**Task material:**
= Beginning of Section =
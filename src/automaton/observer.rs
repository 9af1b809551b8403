//! Tile-level instrumentation hooks.

use tracing::trace;

use super::tile::Tile;

/// Notified around every tile the executor processes.
///
/// Purely observational: implementations must not touch the grid. Both hooks
/// default to no-ops.
pub trait TileObserver: Send + Sync {
    fn tile_started(&self, _tile: &Tile, _worker: usize) {}

    fn tile_finished(&self, _tile: &Tile, _worker: usize) {}
}

/// Observer that does nothing.
#[derive(Clone, Copy, Debug, Default)]
pub struct NoopObserver;

impl TileObserver for NoopObserver {}

/// Emits a `trace` event for every finished tile.
#[derive(Clone, Copy, Debug, Default)]
pub struct TracingObserver;

impl TileObserver for TracingObserver {
    fn tile_finished(&self, tile: &Tile, worker: usize) {
        trace!(
            x = tile.x,
            y = tile.y,
            width = tile.width,
            height = tile.height,
            worker,
            "tile processed"
        );
    }
}
#![deny(
    unsafe_code,
    missing_docs,
    dead_code,
    unused_results,
    non_snake_case,
    unreachable_pub
)]

//! Round-boundary respawn of downed players.
//!
//! Every player that went down during a round is destroyed and recreated from
//! its captured identity when the next round starts. Recreated players appear
//! next to a standing teammate and are topped up to the round's point minimum.

use std::f32::consts::TAU;

use glam::Vec3;
use last_stand_core::{Event, PlayerIdentity, PlayerRegistry};
use rand::Rng;
use serde::{Deserialize, Serialize};
use tracing::{info, warn};

/// Configuration parameters required to construct the respawn system.
#[derive(Clone, Copy, Debug, PartialEq, Serialize, Deserialize)]
#[serde(default)]
pub struct RespawnConfig {
    /// Whether downed players come back at round boundaries.
    pub enabled: bool,
    /// Points guaranteed to a respawned player in round one.
    pub base_points: i64,
    /// Additional guaranteed points per round after the first.
    pub points_per_round: i64,
    /// Radius of the disk around the anchor players are placed in.
    pub offset_radius: f32,
}

impl Default for RespawnConfig {
    fn default() -> Self {
        Self {
            enabled: true,
            base_points: 500,
            points_per_round: 250,
            offset_radius: 2.0,
        }
    }
}

/// Points a respawned player is guaranteed to hold in `round`.
#[must_use]
pub fn minimum_points(config: &RespawnConfig, round: u32) -> i64 {
    let rounds_survived = i64::from(round.saturating_sub(1));
    config
        .base_points
        .saturating_add(rounds_survived.saturating_mul(config.points_per_round))
        .max(0)
}

/// Uniformly distributed offset inside a disk of `radius` on the ground plane.
pub fn disk_offset<R: Rng + ?Sized>(radius: f32, rng: &mut R) -> Vec3 {
    let angle = rng.gen::<f32>() * TAU;
    let distance = radius * rng.gen::<f32>().sqrt();
    Vec3::new(distance * angle.cos(), 0.0, distance * angle.sin())
}

/// Outcome of a respawn pass.
#[derive(Clone, Copy, Debug, Default, PartialEq, Eq)]
pub struct RespawnSummary {
    /// Players recreated.
    pub respawned: u32,
    /// Players that could not be recreated.
    pub skipped: u32,
    /// Points granted across every respawned player.
    pub granted: i64,
}

/// Pure system that brings downed players back at round boundaries.
#[derive(Debug)]
pub struct Respawn {
    config: RespawnConfig,
}

impl Respawn {
    /// Creates a new respawn system using the supplied configuration.
    #[must_use]
    pub const fn new(config: RespawnConfig) -> Self {
        Self { config }
    }

    /// Configuration the system was created with.
    #[must_use]
    pub const fn config(&self) -> &RespawnConfig {
        &self.config
    }

    /// Recreates every downed player for the start of `round`.
    ///
    /// Standing players anchor the placement; when nobody is standing the
    /// registry's default spawn is used, or the origin if it has none. A
    /// failed rejoin skips that player and the pass continues.
    pub fn process<R: Rng + ?Sized>(
        &self,
        round: u32,
        registry: &mut dyn PlayerRegistry,
        rng: &mut R,
        out: &mut Vec<Event>,
    ) -> RespawnSummary {
        let mut summary = RespawnSummary::default();
        if !self.config.enabled {
            return summary;
        }

        let mut anchors = Vec::new();
        let mut queue: Vec<PlayerIdentity> = Vec::new();
        for player in registry.players() {
            if player.alive {
                anchors.push(player.position);
            } else {
                registry.destroy(&player.identity);
                queue.push(player.identity);
            }
        }

        if queue.is_empty() {
            return summary;
        }

        if anchors.is_empty() {
            let fallback = registry.default_spawn().unwrap_or_else(|| {
                warn!(round, "no standing player or default spawn; respawning at origin");
                Vec3::ZERO
            });
            anchors.push(fallback);
        }

        let minimum = minimum_points(&self.config, round);
        for identity in queue {
            let slot = identity.slot();
            let record = match registry.rejoin(&identity) {
                Ok(record) => record,
                Err(reason) => {
                    warn!(round, slot, %reason, "respawn skipped");
                    out.push(Event::RespawnSkipped { slot, reason });
                    summary.skipped += 1;
                    continue;
                }
            };

            let anchor = anchors[rng.gen_range(0..anchors.len())];
            let position = anchor + disk_offset(self.config.offset_radius, rng);
            registry.place(&identity, position);

            let granted = (minimum - record.points).max(0);
            if granted > 0 {
                registry.grant_points(&identity, granted);
            }

            info!(round, slot, granted, "player respawned");
            out.push(Event::PlayerRespawned {
                slot,
                position,
                granted,
            });
            summary.respawned += 1;
            summary.granted += granted;
        }

        summary
    }
}
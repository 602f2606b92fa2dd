#![deny(
    unsafe_code,
    missing_docs,
    dead_code,
    unused_results,
    non_snake_case,
    unreachable_pub
)]

//! Spawn pacing system that turns a round's plan into live enemies.

use std::time::Duration;

use last_stand_core::{
    duration_secs, Collaborators, EnemyArchetype, Event, RoundState, SpawnRequest,
};
use last_stand_system_wave_generation::{health_factor, SpawnPlan};
use rand::RngCore;
use serde::{Deserialize, Serialize};
use tracing::{debug, error, warn};

const DEFAULT_MAX_ALIVE: u32 = 30;
const DEFAULT_SPAWN_INTERVAL: Duration = Duration::from_millis(100);

/// Cadence applied while a round is spawning.
#[derive(Clone, Copy, Debug, Default, PartialEq, Eq, Serialize, Deserialize)]
#[serde(rename_all = "snake_case")]
pub enum PacingMode {
    /// At most one spawn per interval.
    #[default]
    Delayed,
    /// Spawn every allowed enemy in the same tick.
    Uncapped,
}

/// Configuration parameters required to construct the spawning system.
#[derive(Clone, Copy, Debug, PartialEq, Serialize, Deserialize)]
#[serde(default)]
pub struct PacingConfig {
    /// Cadence of the spawns.
    pub mode: PacingMode,
    /// Maximum number of enemies alive at once.
    pub max_alive: u32,
    /// Minimum time between two spawns in delayed mode.
    #[serde(with = "duration_secs")]
    pub spawn_interval: Duration,
}

impl Default for PacingConfig {
    fn default() -> Self {
        Self {
            mode: PacingMode::default(),
            max_alive: DEFAULT_MAX_ALIVE,
            spawn_interval: DEFAULT_SPAWN_INTERVAL,
        }
    }
}

/// Pure system that spawns the next planned enemies while the alive cap allows.
#[derive(Debug)]
pub struct Spawning {
    config: PacingConfig,
    since_last_spawn: Duration,
    warned_without_points: bool,
}

impl Spawning {
    /// Creates a new spawning system using the supplied configuration.
    #[must_use]
    pub fn new(config: PacingConfig) -> Self {
        let mut spawning = Self {
            config,
            since_last_spawn: Duration::ZERO,
            warned_without_points: false,
        };
        spawning.reset();
        spawning
    }

    /// Configuration the system was created with.
    #[must_use]
    pub const fn config(&self) -> &PacingConfig {
        &self.config
    }

    /// Prepares for a new round; the first spawn after a reset is immediate.
    pub fn reset(&mut self) {
        self.since_last_spawn = self.config.spawn_interval;
        self.warned_without_points = false;
    }

    /// Performs the spawns allowed during a tick of length `dt`.
    ///
    /// Returns the number of enemies spawned. Nothing happens once the round
    /// reached its target, the plan ran dry or the alive cap is hit.
    #[allow(clippy::too_many_arguments)]
    pub fn handle<R: RngCore>(
        &mut self,
        dt: Duration,
        round: &mut RoundState,
        plan: &mut SpawnPlan,
        archetypes: &[EnemyArchetype],
        rng: &mut R,
        collaborators: &mut Collaborators<'_>,
        out: &mut Vec<Event>,
    ) -> u32 {
        self.since_last_spawn = self.since_last_spawn.saturating_add(dt);

        let mut spawned = 0;
        match self.config.mode {
            PacingMode::Delayed => {
                if self.since_last_spawn >= self.config.spawn_interval
                    && self.can_spawn(round, plan)
                    && self.spawn_next(round, plan, archetypes, rng, collaborators, out)
                {
                    self.since_last_spawn = Duration::ZERO;
                    spawned += 1;
                }
            }
            PacingMode::Uncapped => {
                while self.can_spawn(round, plan)
                    && self.spawn_next(round, plan, archetypes, rng, collaborators, out)
                {
                    spawned += 1;
                }
            }
        }
        spawned
    }

    fn can_spawn(&self, round: &RoundState, plan: &SpawnPlan) -> bool {
        !round.spawning_finished() && !plan.is_empty() && round.alive() < self.config.max_alive
    }

    fn spawn_next<R: RngCore>(
        &mut self,
        round: &mut RoundState,
        plan: &mut SpawnPlan,
        archetypes: &[EnemyArchetype],
        rng: &mut R,
        collaborators: &mut Collaborators<'_>,
        out: &mut Vec<Event>,
    ) -> bool {
        let Some(position) = collaborators.spawn_points.pick_random(rng) else {
            if !self.warned_without_points {
                warn!(round = round.round(), "no spawn points registered; waiting");
                self.warned_without_points = true;
            }
            return false;
        };

        let Some(entry) = plan.pop() else {
            return false;
        };
        let Some(archetype) = archetypes.iter().find(|a| a.id() == entry.archetype) else {
            error!(
                round = round.round(),
                archetype = entry.archetype.get(),
                "planned archetype is not loaded"
            );
            return false;
        };

        let request = SpawnRequest {
            archetype: entry.archetype,
            position,
            strength: round.strength(),
            health_factor: health_factor(round.round()),
            tier: entry.tier,
        };
        let enemy = collaborators.enemies.spawn(&request, archetype);
        collaborators.cues.notify_spawn(position);
        let _ = round.record_spawn();

        debug!(
            round = round.round(),
            enemy = enemy.get(),
            archetype = archetype.name(),
            tier = ?entry.tier,
            spawned = round.spawned(),
            alive = round.alive(),
            "enemy spawned"
        );
        out.push(Event::EnemySpawned {
            enemy,
            archetype: entry.archetype,
            tier: entry.tier,
            position,
        });
        true
    }
}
= End of Section =
**Try it:**
Wherever the word "pass" occurs in the data, copy that whole line.

**Result:**
/// Outcome of a respawn pass.
    /// failed rejoin skips that player and the pass continues.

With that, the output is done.